25. A method as claimed in claim 24 wherein said dough is sheeted, laminated, and then cut into pieces.

26. A method as claimed in claim 24 wherein said dough is formed into pieces by rotary-molding or by wire-cutting.

27. A method as claimed in claim 24 wherein said calcium component comprises calcium carbonate and said calcium carbonate provides at least 200 mg of calcium per 15 grams of said baked good.

28. A method for producing a reduced-fat, low-fat, or no-fat calcium enriched baked good having at least about 15% ungelatinized starch and which provides at least about 100 mg calcium per 15 gram serving, the method comprising admixing flour, water, a calcium component for providing at least about 10% of the U.S. R.D.A. of 1,000 mg. of calcium per 15 gram serving, and emulsifiers to form a machinable dough having a moisture content of less than about 50% by weight based upon the weight of the dough, wherein said emulsifiers comprise:

a) at least about 15% by weight of at least one polyoxyethylene sorbitan fatty acid ester,

b) at least about 5% by weight of at least one lecithin, and

c) at least about 20% by weight of at least one stearoyl lactylate, said weight percentages of emulsifiers adding up to 100% by weight, the amount of said calcium component being from about 3% by weight to about 30% by weight, based upon the weight of said flour, the total amount of said emulsifiers being from about 3% by weight to about 45% by weight of said calcium component, forming said dough into pieces, and baking said pieces to obtain a tender texture.

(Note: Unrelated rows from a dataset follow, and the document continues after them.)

use crate::boundaries::{self, BoundaryKind};
use crate::calc::{self, PointBoundary};
use crate::ipc::error::{calc_err, err, ok};
use crate::ipc::helpers::db_conn;
use crate::ipc::types::{AppState, Request};
use serde_json::json;

fn parse_kind(req: &Request) -> Result<BoundaryKind, serde_json::Value> {
    BoundaryKind::parse(req.params.get("kind").and_then(|v| v.as_str()))
        .map_err(|e| calc_err(&req.id, e))
}

fn handle_boundaries_list(state: &mut AppState, req: &Request) -> serde_json::Value {
    let conn = match db_conn(state, req) {
        Ok(c) => c,
        Err(e) => return e,
    };
    let kind = match parse_kind(req) {
        Ok(k) => k,
        Err(e) => return e,
    };
    match boundaries::load(conn, kind) {
        Ok(list) => ok(
            &req.id,
            json!({ "kind": kind.as_str(), "boundaries": list }),
        ),
        Err(e) => calc_err(&req.id, e),
    }
}

fn handle_boundaries_replace(state: &mut AppState, req: &Request) -> serde_json::Value {
    let conn = match db_conn(state, req) {
        Ok(c) => c,
        Err(e) => return e,
    };
    let kind = match parse_kind(req) {
        Ok(k) => k,
        Err(e) => return e,
    };
    let Some(raw) = req.params.get("boundaries") else {
        return err(&req.id, "bad_params", "missing boundaries", None);
    };
    let list: Vec<PointBoundary> = match serde_json::from_value(raw.clone()) {
        Ok(v) => v,
        Err(e) => {
            return err(
                &req.id,
                "bad_params",
                format!("boundaries must be an array of {{minMarks, maxMarks, pl, ab}}: {e}"),
                None,
            )
        }
    };

    match boundaries::replace(conn, kind, &list) {
        Ok(warnings) => ok(
            &req.id,
            json!({
                "kind": kind.as_str(),
                "boundaries": list,
                "warnings": warnings
            }),
        ),
        Err(e) => calc_err(&req.id, e),
    }
}

fn handle_boundaries_classify(state: &mut AppState, req: &Request) -> serde_json::Value {
    let conn = match db_conn(state, req) {
        Ok(c) => c,
        Err(e) => return e,
    };
    let kind = match parse_kind(req) {
        Ok(k) => k,
        Err(e) => return e,
    };
    let score = match req.params.get("score") {
        None => None,
        Some(v) if v.is_null() => None,
        Some(v) => match v.as_f64() {
            Some(n) => Some(n),
            None => {
                return err(
                    &req.id,
                    "bad_params",
                    "score must be a number or null",
                    Some(json!({ "score": v })),
                )
            }
        },
    };
    let list = match boundaries::load(conn, kind) {
        Ok(v) => v,
        Err(e) => return calc_err(&req.id, e),
    };
    let c = calc::classify(score, &list);
    ok(
        &req.id,
        json!({ "score": score, "pl": c.label(), "ab": c.abbreviation() }),
    )
}

pub fn try_handle(state: &mut AppState, req: &Request) -> Option<serde_json::Value> {
    match req.method.as_str() {
        "boundaries.list" => Some(handle_boundaries_list(state, req)),
        "boundaries.replace" => Some(handle_boundaries_replace(state, req)),
        "boundaries.classify" => Some(handle_boundaries_classify(state, req)),
        _ => None,
    }
}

29. A method as claimed in claim 28 wherein said polyoxyethylene sorbitan fatty acid ester is polysorbate 60, said lecithin is fluidized soybean lecithin, said stearoyl lactylate is sodium stearoyl lactylate, and said calcium component comprises calcium carbonate.

30. A method as claimed in claim 29 wherein said dough is a cracker dough, and the cracker dough is sheeted, laminated, and then cut into pieces.

31. A method as claimed in claim 30 wherein a pentosanase enzyme is admixed with said flour to form said machinable dough.

32. A method as claimed in claim 30 wherein said dough is a fermented dough.

33. A method as claimed in claim 32 wherein said emulsifiers, said calcium component, and a pentosanase enzyme are added in the dough-up stage of producing the fermented dough.

34. A method as claimed in claim 33, wherein the dough is baked to obtain a low-fat cracker.

35. A method for producing calcium enriched soda crackers which provide at least about 200 mg of calcium per 15 gram serving comprising:

(a) admixing flour and water to form a sponge,

(b) admixing flour, a calcium component for providing at least about 20% of the U.S. R.D.A. of 1,000 mg. of calcium per 15 gram serving, and an emulsifier composition with said sponge to form a machinable dough having a moisture content of less than about 50% by weight based upon the weight of the dough, the amount of said calcium component being from about 3% by weight to about 30% by weight, based upon the weight of said flour, said emulsifier composition reducing hardness and dry mouthfeel of said cracker caused by said calcium component said emulsifier composition comprising:

a) an effective emulsifying amount of at least one polyoxyethylene sorbitan fatty acid ester, and

b) an effective emulsifying amount of at least one stearoyl lactylate, the amount of the emulsifier composition being from about 3% by weight to about 45% by weight, based upon the weight of said calcium component,

(c) sheeting said dough,

(d) cutting said sheeted dough into pieces, and

(e) baking the pieces.

36. A method as claimed in claim 35 wherein the ratio of the weight of said at least one stearoyl lactylate to the weight of said at least one polyoxyethylene sorbitan fatty acid ester component is from about 3.5-1.15:1, the amount of the emulsifier composition is from about 5% by weight to about 15% by weight, based upon the weight of said calcium component, and said calcium component comprises calcium carbonate.